Nos hemos acostumbrado al gratis total. Cualquiera que ha tenido un ordenador y una conexión a internet a su disposición durante los últimos años, ha podido acceder libre y gratuitamente a contenidos protegidos por la propiedad intelectual, por los que, hace tan sólo unas décadas, hubiese tenido que desembolsar una gran cantidad de dinero.

Muchos chavales, que nacieron con internet casi 'de serie', han asimilado, por la experiencia vivida, que no hace falta gastarse unos euros en un libro, un disco, una película o un periódico, porque en la red está todo a mano y de modo gratuito.

Al no tener que pagar por este tipo de contenidos, esos mismos jóvenes (pero también los ya entrados en años) han comenzado a menospreciar --consciente o inconscientemente-- estas producciones artísticas y periodísticas. Y así, a sabiendas o ignorando las consecuencias de sus acciones, han devaluado, por la vía de los hechos, el trabajo y la labor de los escritores, actores, músicos y periodistas.

Si los lectores, espectadores y oyentes no pagamos por los contenidos, los profesionales que los crean y las empresas que los producen no contarán con un sustento suficiente que haga sostenible su dedicación. Y acabarán, inevitablemente, apartándose de esa vereda vocacional y profesional para pasar a explorar otros caminos laborales económicamente más rentables. Al final, las consecuencias las sufriremos todos.
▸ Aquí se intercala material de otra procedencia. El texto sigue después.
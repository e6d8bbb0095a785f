/// JWT issuance and validation shared by the auth service
///
/// Tokens are compact HS256 JWS strings carrying the username and an expiry.
/// The signing secret is loaded once at startup into [`JwtKeys`] and passed
/// explicitly to every component that signs or verifies tokens.
///
/// ## Security Design
///
/// - **HS256 ONLY**: validation pins the algorithm, so tokens signed with any
///   other algorithm are rejected even if the secret matches
/// - **Opaque failures**: every validation failure is reported as
///   [`JwtError::InvalidToken`]; callers never learn which check failed
/// - **Immutable keys**: `JwtKeys` has no setters and is shared behind `Arc`
///
/// ## Usage
///
/// ```rust
/// use chrono::Duration;
/// use crypto_core::jwt::JwtKeys;
///
/// let keys = JwtKeys::from_secret(b"change-me", Duration::hours(120)).unwrap();
/// let issued = keys.issue_token("bob").unwrap();
/// let claims = keys.validate_token(&issued.token).unwrap();
/// assert_eq!(claims.username, "bob");
/// ```
use chrono::{DateTime, Duration, Timelike, Utc};
use jsonwebtoken::{decode, encode, Algorithm, DecodingKey, EncodingKey, Header, Validation};
use serde::{Deserialize, Serialize};
use std::fmt;

// ============================================================================
// Constants
// ============================================================================

/// Default token lifetime: five days
pub const DEFAULT_TOKEN_TTL_HOURS: i64 = 24 * 5;

/// Upper bound on the token lifetime: one year
pub const MAX_TOKEN_TTL_HOURS: i64 = 24 * 365;

const JWT_ALGORITHM: Algorithm = Algorithm::HS256;

// ============================================================================
// Data Structures
// ============================================================================

/// Signed token payload
#[derive(Debug, Serialize, Deserialize, Clone, PartialEq, Eq)]
pub struct Claims {
    /// Username the token was issued to
    pub username: String,
    /// Issued at (Unix timestamp)
    pub iat: i64,
    /// Expiration time (Unix timestamp)
    pub exp: i64,
}

/// A freshly minted token together with its expiry instant
#[derive(Debug, Clone)]
pub struct IssuedToken {
    pub token: String,
    pub expires_at: DateTime<Utc>,
}

#[derive(Debug, thiserror::Error, PartialEq, Eq)]
pub enum JwtError {
    #[error("JWT signing secret must not be empty")]
    EmptySecret,

    #[error("token lifetime must be between 1 and {MAX_TOKEN_TTL_HOURS} hours")]
    InvalidTtl,

    #[error("failed to sign token: {0}")]
    Signing(String),

    #[error("invalid token")]
    InvalidToken,
}

// ============================================================================
// Key Storage
// ============================================================================

/// Process-wide signing material
///
/// Built once from `JWT_SECRET` and never rotated while the process runs.
#[derive(Clone)]
pub struct JwtKeys {
    encoding: EncodingKey,
    decoding: DecodingKey,
    ttl: Duration,
}

impl fmt::Debug for JwtKeys {
    fn fmt(&self, f: &mut fmt::Formatter<'_>) -> fmt::Result {
        f.debug_struct("JwtKeys")
            .field("secret", &"[REDACTED]")
            .field("algorithm", &JWT_ALGORITHM)
            .field("ttl_hours", &self.ttl.num_hours())
            .finish()
    }
}

impl JwtKeys {
    /// Build keys from a symmetric secret and the token lifetime
    pub fn from_secret(secret: &[u8], ttl: Duration) -> Result<Self, JwtError> {
        if secret.is_empty() {
            return Err(JwtError::EmptySecret);
        }
        if ttl <= Duration::zero() || ttl > Duration::hours(MAX_TOKEN_TTL_HOURS) {
            return Err(JwtError::InvalidTtl);
        }

        Ok(Self {
            encoding: EncodingKey::from_secret(secret),
            decoding: DecodingKey::from_secret(secret),
            ttl,
        })
    }

    /// Lifetime applied to every issued token
    pub fn ttl(&self) -> Duration {
        self.ttl
    }

    // ========================================================================
    // Token Generation
    // ========================================================================

    /// Issue a token for `username` expiring one TTL from now
    pub fn issue_token(&self, username: &str) -> Result<IssuedToken, JwtError> {
        self.issue_token_at(username, Utc::now())
    }

    /// Issue a token as if the current time were `now`
    pub fn issue_token_at(
        &self,
        username: &str,
        now: DateTime<Utc>,
    ) -> Result<IssuedToken, JwtError> {
        let expires_at = now
            .checked_add_signed(self.ttl)
            .ok_or(JwtError::InvalidTtl)?;
        let iat = now.timestamp();
        let exp = expires_at.timestamp();

        let claims = Claims {
            username: username.to_string(),
            iat,
            exp,
        };

        let token = encode(&Header::new(JWT_ALGORITHM), &claims, &self.encoding)
            .map_err(|e| JwtError::Signing(e.to_string()))?;

        Ok(IssuedToken {
            token,
            expires_at: expires_at.with_nanosecond(0).unwrap_or(expires_at),
        })
    }

    // ========================================================================
    // Token Validation
    // ========================================================================

    /// Validate a token against the current time
    pub fn validate_token(&self, token: &str) -> Result<Claims, JwtError> {
        self.validate_token_at(token, Utc::now())
    }

    /// Validate a token as if the current time were `now`
    ///
    /// A token is valid iff its HS256 signature verifies and `now < exp`.
    /// There is no clock leeway.
    pub fn validate_token_at(&self, token: &str, now: DateTime<Utc>) -> Result<Claims, JwtError> {
        let mut validation = Validation::new(JWT_ALGORITHM);
        // Expiry is checked below against the caller-supplied clock.
        validation.validate_exp = false;
        validation.set_required_spec_claims(&["exp"]);

        let data = decode::<Claims>(token, &self.decoding, &validation).map_err(|e| {
            tracing::debug!(error = %e, "token rejected");
            JwtError::InvalidToken
        })?;

        if now.timestamp() >= data.claims.exp {
            tracing::debug!(exp = data.claims.exp, "token expired");
            return Err(JwtError::InvalidToken);
        }

        Ok(data.claims)
    }
}

// ============================================================================
// Tests
// ============================================================================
Porque, tarde o temprano, se producirá la desbandada de los profesionales y, entonces, arribarán los invasores, esos que confeccionan productos de menor calidad, más masticables y simplones, y a un menor precio. Entre todos, nos estamos cargando un tinglado que, aunque no funcionaba perfectamente, sí nos permitía, al menos, disfrutar de alguna que otra obra de arte y de unos productos cuidados y elaborados con un mínimo de rigor.